TASK TO CARRY OUT - The word "field" may appear in some lines of the data; copy every such line.

GIVEN ENTRIES -
—————

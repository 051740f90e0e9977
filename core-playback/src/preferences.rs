//! Allow-listed preference persistence.
//!
//! Wraps an optional [`SettingsStore`] so that only keys the host opted into
//! are ever read or written. Store failures are logged and swallowed: a
//! failed read behaves like a missing key, a failed write is dropped.

use bridge_traits::SettingsStore;
use serde::{Deserialize, Serialize};
use std::collections::BTreeSet;
use std::fmt;
use std::str::FromStr;
use std::sync::Arc;
use tracing::{debug, warn};

use crate::error::PlaybackError;

/// Preference keys eligible for persistence.
#[derive(Debug, Clone, Copy, PartialEq, Eq, Hash, PartialOrd, Ord, Serialize, Deserialize)]
#[serde(rename_all = "lowercase")]
pub enum PreferenceKey {
    Mute,
    Volume,
}

impl PreferenceKey {
    /// Storage key used in the settings store.
    pub fn as_str(&self) -> &'static str {
        match self {
            PreferenceKey::Mute => "mute",
            PreferenceKey::Volume => "volume",
        }
    }
}

impl fmt::Display for PreferenceKey {
    fn fmt(&self, f: &mut fmt::Formatter<'_>) -> fmt::Result {
        f.write_str(self.as_str())
    }
}

impl FromStr for PreferenceKey {
    type Err = PlaybackError;

    fn from_str(s: &str) -> Result<Self, Self::Err> {
        match s {
            "mute" => Ok(PreferenceKey::Mute),
            "volume" => Ok(PreferenceKey::Volume),
            other => Err(PlaybackError::Config(format!(
                "Unknown preference key: {}",
                other
            ))),
        }
    }
}

pub(crate) fn encode_muted(muted: bool) -> String {
    muted.to_string()
}

/// Anything other than `"true"` reads as unmuted.
pub(crate) fn decode_muted(raw: &str) -> bool {
    raw == "true"
}

pub(crate) fn encode_volume(volume: f64) -> String {
    volume.to_string()
}

/// `None` for non-numeric, non-finite or out-of-range values.
pub(crate) fn decode_volume(raw: &str) -> Option<f64> {
    raw.trim()
        .parse::<f64>()
        .ok()
        .filter(|v| v.is_finite() && (0.0..=1.0).contains(v))
}

/// Allow-list gate in front of the host settings store.
#[derive(Clone)]
pub struct PreferenceStore {
    store: Option<Arc<dyn SettingsStore>>,
    allowed: BTreeSet<PreferenceKey>,
}

impl PreferenceStore {
    pub fn new(store: Option<Arc<dyn SettingsStore>>, allowed: BTreeSet<PreferenceKey>) -> Self {
        Self { store, allowed }
    }

    /// A store that never persists anything.
    pub fn ephemeral() -> Self {
        Self::new(None, BTreeSet::new())
    }

    /// Whether values for `key` go to durable storage.
    pub fn is_persisted(&self, key: PreferenceKey) -> bool {
        self.store.is_some() && self.allowed.contains(&key)
    }

    /// Read the raw stored string. Empty strings count as absent.
    pub fn read(&self, key: PreferenceKey) -> Option<String> {
        if !self.allowed.contains(&key) {
            return None;
        }
        let store = self.store.as_ref()?;

        match store.get_string(key.as_str()) {
            Ok(Some(value)) if !value.is_empty() => Some(value),
            Ok(_) => None,
            Err(e) => {
                warn!(key = %key, error = %e, "Failed to read preference, using default");
                None
            }
        }
    }

    /// Write the raw string. Best-effort, never retried.
    pub fn write(&self, key: PreferenceKey, value: &str) {
        if !self.allowed.contains(&key) {
            return;
        }
        let Some(store) = self.store.as_ref() else {
            return;
        };

        match store.set_string(key.as_str(), value) {
            Ok(()) => debug!(key = %key, value = value, "Persisted preference"),
            Err(e) => warn!(key = %key, error = %e, "Failed to persist preference"),
        }
    }

    pub fn read_muted(&self) -> Option<bool> {
        self.read(PreferenceKey::Mute).map(|raw| decode_muted(&raw))
    }

    pub fn read_volume(&self) -> Option<f64> {
        let raw = self.read(PreferenceKey::Volume)?;
        let volume = decode_volume(&raw);
        if volume.is_none() {
            warn!(raw = %raw, "Ignoring malformed stored volume");
        }
        volume
    }

    pub fn write_muted(&self, muted: bool) {
        self.write(PreferenceKey::Mute, &encode_muted(muted));
    }

    pub fn write_volume(&self, volume: f64) {
        self.write(PreferenceKey::Volume, &encode_volume(volume));
    }
}

impl fmt::Debug for PreferenceStore {
    fn fmt(&self, f: &mut fmt::Formatter<'_>) -> fmt::Result {
        f.debug_struct("PreferenceStore")
            .field("store", &self.store.as_ref().map(|_| "SettingsStore { ... }"))
            .field("allowed", &self.allowed)
            .finish()
    }
}

#[cfg(test)]
mod tests {
    use super::*;
    use bridge_traits::error::{BridgeError, Result as BridgeResult};
    use mockall::mock;

    mock! {
        pub Settings {}

        impl SettingsStore for Settings {
            fn set_string(&self, key: &str, value: &str) -> BridgeResult<()>;
            fn get_string(&self, key: &str) -> BridgeResult<Option<String>>;
            fn delete(&self, key: &str) -> BridgeResult<()>;
            fn has_key(&self, key: &str) -> BridgeResult<bool>;
            fn list_keys(&self) -> BridgeResult<Vec<String>>;
            fn clear_all(&self) -> BridgeResult<()>;
        }
    }

    fn allow(keys: &[PreferenceKey]) -> BTreeSet<PreferenceKey> {
        keys.iter().copied().collect()
    }

    #[test]
    fn test_volume_encoding() {
        assert_eq!(encode_volume(0.4), "0.4");
        assert_eq!(encode_volume(1.0), "1");
        assert_eq!(encode_volume(0.0), "0");
        assert_eq!(decode_volume("0.4"), Some(0.4));
        assert_eq!(decode_volume(" 1 "), Some(1.0));
        assert_eq!(decode_volume("loud"), None);
        assert_eq!(decode_volume("NaN"), None);
        assert_eq!(decode_volume("1.5"), None);
        assert_eq!(decode_volume("-0.1"), None);
    }

    #[test]
    fn test_mute_encoding() {
        assert_eq!(encode_muted(true), "true");
        assert_eq!(encode_muted(false), "false");
        assert!(decode_muted("true"));
        assert!(!decode_muted("false"));
        assert!(!decode_muted("TRUE"));
        assert!(!decode_muted("1"));
    }

    #[test]
    fn test_key_parsing() {
        assert_eq!("mute".parse::<PreferenceKey>().unwrap(), PreferenceKey::Mute);
        assert_eq!("volume".parse::<PreferenceKey>().unwrap(), PreferenceKey::Volume);
        assert!("brightness".parse::<PreferenceKey>().is_err());
    }

    #[test]
    fn test_write_allowed_key() {
        let mut store = MockSettings::new();
        store
            .expect_set_string()
            .withf(|key, value| key == "volume" && value == "0.4")
            .times(1)
            .returning(|_, _| Ok(()));

        let prefs = PreferenceStore::new(Some(Arc::new(store)), allow(&[PreferenceKey::Volume]));
        prefs.write_volume(0.4);
    }

    #[test]
    fn test_key_outside_allow_list_never_touches_store() {
        let mut store = MockSettings::new();
        store.expect_set_string().times(0);
        store.expect_get_string().times(0);

        let prefs = PreferenceStore::new(Some(Arc::new(store)), allow(&[PreferenceKey::Volume]));
        prefs.write_muted(true);
        assert_eq!(prefs.read_muted(), None);
        assert!(!prefs.is_persisted(PreferenceKey::Mute));
        assert!(prefs.is_persisted(PreferenceKey::Volume));
    }

    #[test]
    fn test_failed_read_is_absent() {
        let mut store = MockSettings::new();
        store
            .expect_get_string()
            .returning(|_| Err(BridgeError::NotAvailable("localStorage".to_string())));

        let prefs = PreferenceStore::new(Some(Arc::new(store)), allow(&[PreferenceKey::Volume]));
        assert_eq!(prefs.read_volume(), None);
    }

    #[test]
    fn test_failed_write_is_swallowed() {
        let mut store = MockSettings::new();
        store
            .expect_set_string()
            .times(1)
            .returning(|_, _| Err(BridgeError::OperationFailed("quota exceeded".to_string())));

        let prefs = PreferenceStore::new(Some(Arc::new(store)), allow(&[PreferenceKey::Mute]));
        prefs.write_muted(true);
    }

    #[test]
    fn test_empty_and_malformed_values_are_absent() {
        let mut store = MockSettings::new();
        store
            .expect_get_string()
            .withf(|key| key == "mute")
            .returning(|_| Ok(Some(String::new())));
        store
            .expect_get_string()
            .withf(|key| key == "volume")
            .returning(|_| Ok(Some("very loud".to_string())));

        let prefs = PreferenceStore::new(
            Some(Arc::new(store)),
            allow(&[PreferenceKey::Mute, PreferenceKey::Volume]),
        );
        assert_eq!(prefs.read_muted(), None);
        assert_eq!(prefs.read_volume(), None);
    }

    #[test]
    fn test_ephemeral_store() {
        let prefs = PreferenceStore::ephemeral();
        prefs.write_volume(0.2);
        assert_eq!(prefs.read_volume(), None);
        assert!(!prefs.is_persisted(PreferenceKey::Volume));
    }
}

—————

RESPONSE TO THE TASK -
            .field("store", &self.store.as_ref().map(|_| "SettingsStore { ... }"))
            .field("allowed", &self.allowed)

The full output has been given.